Work to complete> Repeat the stretch of entries below from the line with "seconds (7 days)." through the line with "by the ledger.". Include both ends and add nothing.

Records from a dataset>
//! Core type definitions for sealed-bid auctions.
//!
//! This crate provides the shared records stored by the ledger program, the
//! opaque handle type issued by the confidential service, the 128-bit wire
//! codec used at settlement and deterministic address derivation.

use borsh::{BorshDeserialize, BorshSerialize};
use serde::{Deserialize, Serialize};
use serde_with::serde_as;
use std::fmt;

pub mod pda;
pub mod wire;

pub use pda::AddressDeriver;

// =========================
// IDENTITIES AND HANDLES
// =========================

/// Generic address type (32 bytes). Identities are ed25519 verifying keys.
pub type Address = [u8; 32];

/// ed25519 signature bytes.
pub type Signature = [u8; 64];

/// The null identity sentinel.
pub const NULL_ADDRESS: Address = [0u8; 32];

/// Opaque reference to an encrypted value held by the confidential service.
#[derive(
    Clone, Copy, Debug, Default, PartialEq, Eq, Hash, PartialOrd, Ord, BorshSerialize, BorshDeserialize, Serialize, Deserialize,
)]
pub struct Handle(pub u128);

impl Handle {
    /// No handle has been assigned.
    pub const NONE: Handle = Handle(0);

    pub fn is_none(&self) -> bool {
        self.0 == 0
    }
}

impl fmt::Display for Handle {
    fn fmt(&self, f: &mut fmt::Formatter<'_>) -> fmt::Result {
        write!(f, "{}", self.0)
    }
}

/// Attestation produced by the confidential service over `(handle, plaintext)`.
#[serde_as]
#[derive(Clone, Debug, PartialEq, Eq, BorshSerialize, BorshDeserialize, Serialize, Deserialize)]
pub struct Attestation {
    /// Identity of the attestor that signed.
    pub attestor: Address,
    /// Signature over the attestation message.
    #[serde_as(as = "[_; 64]")]
    pub signature: Signature,
}

// =========================
// PROTOCOL CONSTANTS
// =========================

/// Ledger program id.
pub const PROGRAM_ID: Address = *b"sealbid/auction-program/00000001";

/// Confidential service id (scopes permission addresses).
pub const CONFIDENTIAL_PROGRAM_ID: Address = *b"sealbid/confidential-svc/0000001";

/// Seed for deriving auction addresses.
pub const AUCTION_SEED: &[u8] = b"auction";

/// Seed for deriving bid addresses.
pub const BID_SEED: &[u8] = b"bid";

/// Minimum auction duration in seconds.
pub const MIN_AUCTION_DURATION: i64 = 60;

/// Maximum auction duration in seconds (7 days).
pub const MAX_AUCTION_DURATION: i64 = 604_800;

/// Maximum title length in bytes.
pub const MAX_TITLE_LENGTH: usize = 64;

/// Maximum description length in bytes.
pub const MAX_DESCRIPTION_LENGTH: usize = 256;

// =========================
// AUCTION RECORDS
// =========================

/// Auction lifecycle state.
#[derive(Clone, Copy, Debug, PartialEq, Eq, Hash, BorshSerialize, BorshDeserialize, Serialize, Deserialize)]
pub enum AuctionState {
    /// Accepting bids
    Open,
    /// Bidding over, bids being compared
    Closed,
    /// Leader finalized and granted decrypt permission
    WinnerDetermined,
    /// Winner revealed and paid
    Settled,
    /// No bids at close, or withdrawn by the seller
    Cancelled,
}

impl AuctionState {
    pub fn is_terminal(&self) -> bool {
        matches!(self, AuctionState::Settled | AuctionState::Cancelled)
    }

    pub fn as_str(&self) -> &'static str {
        match self {
            AuctionState::Open => "open",
            AuctionState::Closed => "closed",
            AuctionState::WinnerDetermined => "winner_determined",
            AuctionState::Settled => "settled",
            AuctionState::Cancelled => "cancelled",
        }
    }

    pub fn parse(s: &str) -> Option<Self> {
        match s {
            "open" => Some(AuctionState::Open),
            "closed" => Some(AuctionState::Closed),
            "winner_determined" => Some(AuctionState::WinnerDetermined),
            "settled" => Some(AuctionState::Settled),
            "cancelled" => Some(AuctionState::Cancelled),
            _ => None,
        }
    }
}

impl fmt::Display for AuctionState {
    fn fmt(&self, f: &mut fmt::Formatter<'_>) -> fmt::Result {
        f.write_str(self.as_str())
    }
}

/// Auction record as stored by the ledger.
#[derive(Clone, Debug, PartialEq, Eq, BorshSerialize, BorshDeserialize, Serialize, Deserialize)]
pub struct Auction {
    pub seller: Address,
    pub item_ref: Option<Address>,
    pub title: String,
    pub description: String,

    /// Minimum acceptable bid, minor units
    pub reserve_price: u64,

    // Timing (unix seconds)
    pub start_time: i64,
    pub end_time: i64,

    pub state: AuctionState,

    // Counters
    pub bid_count: u32,
    pub bids_processed: u32,

    // Encrypted leader
    pub highest_bid_handle: Handle,
    pub current_leader: Address,

    // Populated at settlement
    pub winner: Address,
    pub winning_amount: u64,

    /// Caller-chosen nonce used in address derivation
    pub auction_id: u64,
}

impl Auction {
    /// Check if the auction is currently accepting bids.
    pub fn is_bidding_open(&self, now: i64) -> bool {
        self.state == AuctionState::Open && now >= self.start_time && now < self.end_time
    }

    /// Check if the bidding period has ended.
    pub fn is_bidding_ended(&self, now: i64) -> bool {
        now >= self.end_time
    }

    /// Check if all bids have been compared.
    pub fn all_bids_processed(&self) -> bool {
        self.bids_processed == self.bid_count
    }

    pub fn has_leader(&self) -> bool {
        self.current_leader != NULL_ADDRESS && !self.highest_bid_handle.is_none()
    }

    pub fn remaining_bids(&self) -> u32 {
        self.bid_count.saturating_sub(self.bids_processed)
    }
}

/// One bidder's sealed bid on one auction.
#[derive(Clone, Debug, PartialEq, Eq, BorshSerialize, BorshDeserialize, Serialize, Deserialize)]
pub struct Bid {
    pub auction: Address,
    pub bidder: Address,
    pub encrypted_amount: Handle,
    pub created_at: i64,
    pub updated_at: i64,
    /// Set once by winner determination, never cleared
    pub processed: bool,
}

// =========================
// HELPER FUNCTIONS
// =========================

/// Short hex form of an address for logs.
pub fn short_address(address: &Address) -> String {
    let full = hex::encode(address);
    format!("{}..{}", &full[..6], &full[full.len() - 4..])
}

Answer to the problem>
/// Maximum auction duration in seconds (7 days).
pub const MAX_AUCTION_DURATION: i64 = 604_800;

/// Maximum title length in bytes.
pub const MAX_TITLE_LENGTH: usize = 64;

/// Maximum description length in bytes.
pub const MAX_DESCRIPTION_LENGTH: usize = 256;

// =========================
// AUCTION RECORDS
// =========================

/// Auction lifecycle state.
#[derive(Clone, Copy, Debug, PartialEq, Eq, Hash, BorshSerialize, BorshDeserialize, Serialize, Deserialize)]
pub enum AuctionState {
    /// Accepting bids
    Open,
    /// Bidding over, bids being compared
    Closed,
    /// Leader finalized and granted decrypt permission
    WinnerDetermined,
    /// Winner revealed and paid
    Settled,
    /// No bids at close, or withdrawn by the seller
    Cancelled,
}

impl AuctionState {
    pub fn is_terminal(&self) -> bool {
        matches!(self, AuctionState::Settled | AuctionState::Cancelled)
    }

    pub fn as_str(&self) -> &'static str {
        match self {
            AuctionState::Open => "open",
            AuctionState::Closed => "closed",
            AuctionState::WinnerDetermined => "winner_determined",
            AuctionState::Settled => "settled",
            AuctionState::Cancelled => "cancelled",
        }
    }

    pub fn parse(s: &str) -> Option<Self> {
        match s {
            "open" => Some(AuctionState::Open),
            "closed" => Some(AuctionState::Closed),
            "winner_determined" => Some(AuctionState::WinnerDetermined),
            "settled" => Some(AuctionState::Settled),
            "cancelled" => Some(AuctionState::Cancelled),
            _ => None,
        }
    }
}

impl fmt::Display for AuctionState {
    fn fmt(&self, f: &mut fmt::Formatter<'_>) -> fmt::Result {
        f.write_str(self.as_str())
    }
}

/// Auction record as stored by the ledger.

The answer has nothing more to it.